Waka menggaruk kepalanya, "A-ano … aku tidak bawa payung," ucapnya lirih.
Yuzuki hanya berkata "Oh", lalu berjongkok di samping Wakamatsu yang juga tengah dalam keadaan berjongkok sepertinya.
"Senpai, kenapa belum pulang?"
"Tadi aku ke ruang klub musik sebentar," ucap Yuzuki santai. Sedangkan Wakamatsu menatap gadis itu dengan tatapan aneh, mengingat peristiwa yang dulu dialaminya—ketika tak sengaja melihat senpai-nya itu memasuki ruang klub musik yang tak lama kemudian terdengar suara absurd bak kapal yang diterjang ombak dari dalam sana. Dan Wakamatsu menyangka, itu adalah suara Seo.
Waka memandangi hujan yang masih turun deras dihadapannya, dan tak lama, ia berkata, "Apakah … Seo-senpai bisa menyanyi?"
"Tentu saja."
Waka menegak ludah. Ia masih tak yakin. "Apakah kau mengenal Lorelei dari klub musik, yang memiliki suara yang sangat indah itu?"
"Lorelei? Siapa?" Yuzuki balik bertanya.
"Dulu, Nozaki-senpai memberiku sebuah lagu yang dinyanyikan Lorelei dari klub musik. Suaranya bagus sekali, lho! Pasti Seo-senpai juga menyukainya!" jelas Wakamatsu, bersemangat.
"Um … aku tak mengenalnya."
"Tapi 'kan Seo-senpai juga dari klub musik?!"
"Memang. Tapi aku tidak tau ada Lorelei di klub musik. Seingatku, tak ada yang bernama Lorelei di sana," jawab Yuzuki, datar.
Waka mengerutkan kening, "Apa benar begitu?"
Yuzuki mengangguk. "Ngomong-ngomong Waka, aku membawa payung. Ayo kita pulang."
"E-EH?! KENAPA TIDAK BILANG DARI TADI KALAU SENPAI BAWA PAYUNG?!"
"Wah … ternyata kau ingin sekali pulang bersama denganku, ya."
Wakamatsu hanya bisa memasang wajah pasrah. Padahal, bukan begitu maksudnya, tapi tidak salah juga. Ah, lupakan.
Yuzuki berdiri sambil membuka payung lipat berwarna ungu, yang ia ambil dari dalam tasnya. Wakamatsu pun ikut berdiri, lalu mendekatkan dirinya pada gadis yang tengah memegang gagang payung itu. Beruntunglah, payung lipat itu cukup untuk dua orang.
"Kau saja yang pegang," ucap Yuzuki sebelum mereka melangkahkan kaki pergi.
Waka hanya mengangguk, lalu mengambil alih payung milik Yuzuki itu.
Baru saja mereka sampai di depan toko buku yang terletak di samping sekolah, Yuzuki menghentikan langkahnya, sambil berucap, "Aku pergi sendiri saja. Kau bawa saja payung itu. Jaa!"
Gadis itu berlari sambil melindungi kepalanya dari guyuran air hujan dengan tasnya. Wakamatsu tercengang. Ia sama sekali tak bisa mengetahui isi pikiran dari gadis yang disebutnya sebagai malaikat maut di lapangan basket itu. Dia sungguh tak mengerti.

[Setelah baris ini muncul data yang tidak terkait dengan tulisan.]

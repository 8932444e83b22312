//! Anti-flood checks for ephemeral chat kinds.

use std::sync::Arc;
use std::time::{Duration, Instant};

use anyhow::{Context, Result};
use async_trait::async_trait;
use regex::Regex;

use crate::config::EphemeralChatConfig;
use crate::event::Event;
use crate::limiter::{TokenBucket, TtlCache};
use crate::nip;
use crate::policy::{Filter, Meta, Verdict};

const LAST_SEEN_TTL: Duration = Duration::from_secs(5 * 60);
const LIMITER_TTL: Duration = Duration::from_secs(15 * 60);

pub struct EphemeralChatFilter {
    cfg: EphemeralChatConfig,
    zalgo_regex: Option<Regex>,
    word_regex: Option<Regex>,
    last_seen: TtlCache<String, Instant>,
    limiters: TtlCache<String, Arc<TokenBucket>>,
}

impl EphemeralChatFilter {
    pub fn new(cfg: &EphemeralChatConfig) -> Result<Self> {
        let zalgo_regex = if cfg.block_zalgo_text {
            Some(Regex::new(r"\p{M}").expect("combining-mark class compiles"))
        } else {
            None
        };
        let word_regex = if cfg.max_word_length > 0 {
            Some(
                Regex::new(&format!(r"\S{{{},}}", cfg.max_word_length))
                    .context("invalid max_word_length generates bad regexp")?,
            )
        } else {
            None
        };

        let size = if cfg.cache_size == 0 { 10_000 } else { cfg.cache_size };
        Ok(Self {
            cfg: cfg.clone(),
            zalgo_regex,
            word_regex,
            last_seen: TtlCache::new(size, LAST_SEEN_TTL),
            limiters: TtlCache::new(size, LIMITER_TTL),
        })
    }

    fn limiter(&self, pubkey: &str) -> Arc<TokenBucket> {
        if let Some(limiter) = self.limiters.get(&pubkey.to_string()) {
            return limiter;
        }
        let limiter = Arc::new(TokenBucket::new(
            self.cfg.rate_limit_rate,
            self.cfg.rate_limit_burst,
        ));
        self.limiters.add(pubkey.to_string(), limiter.clone());
        limiter
    }
}

#[async_trait]
impl Filter for EphemeralChatFilter {
    fn name(&self) -> &'static str {
        "EphemeralChatFilter"
    }

    async fn matches(&self, event: &Event, _meta: &mut Meta) -> Verdict {
        if !self.cfg.enabled || !self.cfg.kinds.contains(&event.kind) {
            return Verdict::accept("filter_disabled_or_kind_not_matched");
        }

        if !self.cfg.min_delay_between_messages.is_zero() {
            let now = Instant::now();
            if let Some(last) = self.last_seen.get(&event.pubkey) {
                let delay = now.duration_since(last);
                if delay < self.cfg.min_delay_between_messages {
                    return Verdict::reject(format!(
                        "posting_too_frequently:delay_{:.1}s,limit_{:.1}s",
                        delay.as_secs_f64(),
                        self.cfg.min_delay_between_messages.as_secs_f64()
                    ));
                }
            }
            self.last_seen.add(event.pubkey.clone(), now);
        }

        let content = &event.content;

        if self.cfg.max_caps_ratio > 0.0 {
            let mut letters = 0usize;
            let mut caps = 0usize;
            for c in content.chars() {
                if c.is_alphabetic() {
                    letters += 1;
                    if c.is_uppercase() {
                        caps += 1;
                    }
                }
            }
            if letters > self.cfg.min_letters_for_caps_check {
                let ratio = caps as f64 / letters as f64;
                if ratio > self.cfg.max_caps_ratio {
                    return Verdict::reject(format!(
                        "excessive_caps:ratio_{ratio:.2},limit_{:.2}",
                        self.cfg.max_caps_ratio
                    ));
                }
            }
        }

        if self.cfg.max_character_repetitions > 0 {
            let mut run = 1usize;
            let mut prev: Option<char> = None;
            for c in content.chars() {
                if prev == Some(c) {
                    run += 1;
                } else {
                    run = 1;
                }
                if run >= self.cfg.max_character_repetitions {
                    return Verdict::reject(format!(
                        "excessive_char_repetition:count_{run},limit_{}",
                        self.cfg.max_character_repetitions
                    ));
                }
                prev = Some(c);
            }
        }

        if let Some(word_regex) = &self.word_regex {
            if word_regex.is_match(content) {
                return Verdict::reject(format!(
                    "word_too_long:limit_{}",
                    self.cfg.max_word_length
                ));
            }
        }

        if let Some(zalgo_regex) = &self.zalgo_regex {
            if zalgo_regex.is_match(content) {
                return Verdict::reject("zalgo_text_detected");
            }
        }

        if self.limiter(&event.pubkey).allow() {
            return Verdict::accept("rate_limit_ok");
        }

        if nip::is_pow_valid(event, self.cfg.required_pow_on_limit) {
            return Verdict::accept("rate_limit_bypassed_by_pow");
        }

        Verdict::reject(format!(
            "rate_limit_exceeded:required_pow_{}",
            self.cfg.required_pow_on_limit
        ))
    }
}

Namun, pada akhirnya ia menyadari ada sesuatu yang mengganjal dalam hatinya.
Dia tak suka ditinggal sendirian oleh Seo Yuzuki. Dia ingin pulang bersama dengan Yuzuki, sampai ke tujuannya. Namun, dia juga mengerti perihal sifat perempuan gila itu yang tak bisa terbaca oleh orang lain, termasuk dirinya. Dan dia dapat memaklumi hal itu.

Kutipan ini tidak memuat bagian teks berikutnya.